Health officials say this is due largely to people who have never developed symptoms and did not get tested, or those who couldn’t access tests, City News Service reports.

Using results of antibody tests performed on a control group, researchers found that the number of adults infected with COVID in the county was three times higher than what tests reflected between May and June of last year. Among children, the numbers were more stark, as researchers found that five times more children were actually infected than testing confirmed, City News Service reports.

“The researchers estimated that at the time of the study, which was back in late spring of 2021, 30 percent of L.A. County adults had been infected and 37 percent of children had been infected,” L.A. county Public Health Director Barbara Ferrer said of the results from the CalScope study.

During that time period, the county was only reporting infections in 10 percent of adults and slightly under 10 percent of children, Ferrer said. The differences in actual infections versus reported cases were due to the shortcomings of the testing system, she said, adding that many asymptomatic people never got tested and access to testing was limited at times, which prevented people from being able to confirm their infection.

The availability of at-home testing has also impacted the official case county since people who test at home don’t necessarily report their results to the county, Ferrer said.

The study data “can serve as an indication of the large number of infections that go unreported in L.A. County,” she said. “This is important to understand because it gives us a sense of the true scope and impact of the pandemic.”

The study arrives as the county sees a steady increase in infection rates driven by the BA.2 subvariant of the virus. It is now believed to account for 67 percent of all infections locally—a jump from 47 percent one week ago and from 32 percent the week prior, City News Service reports.

The county is now averaging more than 1,000 new COVID cases per day over the past week, compared to 878 from the week prior, Ferrer said.

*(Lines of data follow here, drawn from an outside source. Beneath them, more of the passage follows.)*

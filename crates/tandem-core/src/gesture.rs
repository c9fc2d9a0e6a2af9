//! Two-pointer pinch/pan recognition.

use kurbo::{Point, Vec2};

/// What a pinch sample asks the camera to do.
#[derive(Debug, Clone, Copy, PartialEq, Default)]
pub struct PinchUpdate {
    /// Incremental zoom factor and the midpoint to anchor it at.
    pub zoom: Option<(f64, Point)>,
    /// Midpoint movement since the previous sample.
    pub pan: Option<Vec2>,
}

/// Thresholds for separating zoom from pan.
#[derive(Debug, Clone, Copy, PartialEq)]
pub struct PinchThresholds {
    /// Zoom updates smaller than this relative change are skipped.
    pub zoom_threshold: f64,
    /// Pan is applied only while the incremental zoom is within this band of 1.
    pub pan_tolerance: f64,
}

impl Default for PinchThresholds {
    fn default() -> Self {
        Self {
            zoom_threshold: 0.01,
            pan_tolerance: 0.05,
        }
    }
}

/// State of an in-progress two-pointer gesture.
///
/// Pointers are given in client coordinates; the caller maps the resulting
/// zoom anchor and pan delta through its viewport.
#[derive(Debug, Clone, PartialEq)]
pub struct PinchGesture {
    start_distance: f64,
    last_ratio: f64,
    last_midpoint: Point,
}

impl PinchGesture {
    /// Begin a gesture. Returns `None` when both pointers coincide.
    pub fn begin(a: Point, b: Point) -> Option<Self> {
        let distance = a.distance(b);
        if !distance.is_finite() || distance <= f64::EPSILON {
            return None;
        }
        Some(Self {
            start_distance: distance,
            last_ratio: 1.0,
            last_midpoint: a.midpoint(b),
        })
    }

    /// Feed a new pair of pointer positions.
    pub fn update(&mut self, a: Point, b: Point, thresholds: PinchThresholds) -> PinchUpdate {
        let distance = a.distance(b);
        if !distance.is_finite() || distance <= f64::EPSILON {
            return PinchUpdate::default();
        }

        let midpoint = a.midpoint(b);
        let ratio = distance / self.start_distance;
        let incremental = ratio / self.last_ratio;
        let mut update = PinchUpdate::default();

        if (incremental - 1.0).abs() >= thresholds.zoom_threshold {
            update.zoom = Some((incremental, midpoint));
            self.last_ratio = ratio;
        }
        if (incremental - 1.0).abs() <= thresholds.pan_tolerance {
            let delta = midpoint - self.last_midpoint;
            if delta != Vec2::ZERO {
                update.pan = Some(delta);
            }
        }
        self.last_midpoint = midpoint;
        update
    }
}

#[cfg(test)]
mod tests {
    use super::*;

    #[test]
    fn test_degenerate_pinch_is_rejected() {
        assert!(PinchGesture::begin(Point::new(5.0, 5.0), Point::new(5.0, 5.0)).is_none());
    }

    #[test]
    fn test_spread_zooms_about_midpoint() {
        let mut pinch = PinchGesture::begin(Point::new(0.0, 0.0), Point::new(100.0, 0.0)).unwrap();
        let update = pinch.update(Point::new(-25.0, 0.0), Point::new(125.0, 0.0), PinchThresholds::default());
        let (factor, center) = update.zoom.unwrap();
        assert!((factor - 1.5).abs() < 1e-10);
        assert_eq!(center, Point::new(50.0, 0.0));
        // A 50% change is well outside the pan band.
        assert!(update.pan.is_none());
    }

    #[test]
    fn test_small_changes_accumulate() {
        let mut pinch = PinchGesture::begin(Point::new(0.0, 0.0), Point::new(100.0, 0.0)).unwrap();
        let t = PinchThresholds::default();
        // 0.5% each: below the zoom threshold.
        assert!(pinch.update(Point::new(0.0, 0.0), Point::new(100.5, 0.0), t).zoom.is_none());
        let update = pinch.update(Point::new(0.0, 0.0), Point::new(101.2, 0.0), t);
        let (factor, _) = update.zoom.unwrap();
        assert!((factor - 1.012).abs() < 1e-10);
    }

    #[test]
    fn test_two_finger_drag_pans() {
        let mut pinch = PinchGesture::begin(Point::new(0.0, 0.0), Point::new(100.0, 0.0)).unwrap();
        let update = pinch.update(Point::new(10.0, 20.0), Point::new(110.0, 20.0), PinchThresholds::default());
        assert!(update.zoom.is_none());
        assert_eq!(update.pan, Some(Vec2::new(10.0, 20.0)));
    }

    #[test]
    fn test_collapsed_sample_is_skipped() {
        let mut pinch = PinchGesture::begin(Point::new(0.0, 0.0), Point::new(100.0, 0.0)).unwrap();
        let update = pinch.update(Point::new(30.0, 30.0), Point::new(30.0, 30.0), PinchThresholds::default());
        assert_eq!(update, PinchUpdate::default());
    }
}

But while infection rates have been increasing, the county is not seeing an uptick in hospitalizations or deaths at this time—a fact that Ferrer said could be the result of increased vaccination rates or other levels of immunity preventing people from becoming severely ill from the virus, City News Service reports.

However, Ferrer warned that a COVID infection still has the potential for severe consequences, including death.

“We’re seeing sort of the steady, small increases, somewhere between two percent to three percent rise every day in cases,” she said. “At some point this will become more concerning if it doesn’t level off, and our hope is that it does level off. Our hope is that in fact people recognize we’ve got a more infectious subvariant circulating. Be more careful. Put that mask on in these higher-risk settings. Go ahead and get tested when you’re gathering. Be sensible to try to avoid either a re-infection or a new infection.”

L.A. County reported 1,214 new infections on Thursday, bringing the overall total to 2,849,185 since the start of the pandemic, according to the county’s tracking website. An additional 12 deaths were also reported, raising the overall death toll to 31,839.

The county on Friday ended its mandate to quarantine asymptomatic people exposed to the virus. Previously, those who were exposed to an infected person had to stay home for at least five days to determine whether they would test positive or become sick, provided they remain symptom-free, the Los Angeles Times reports.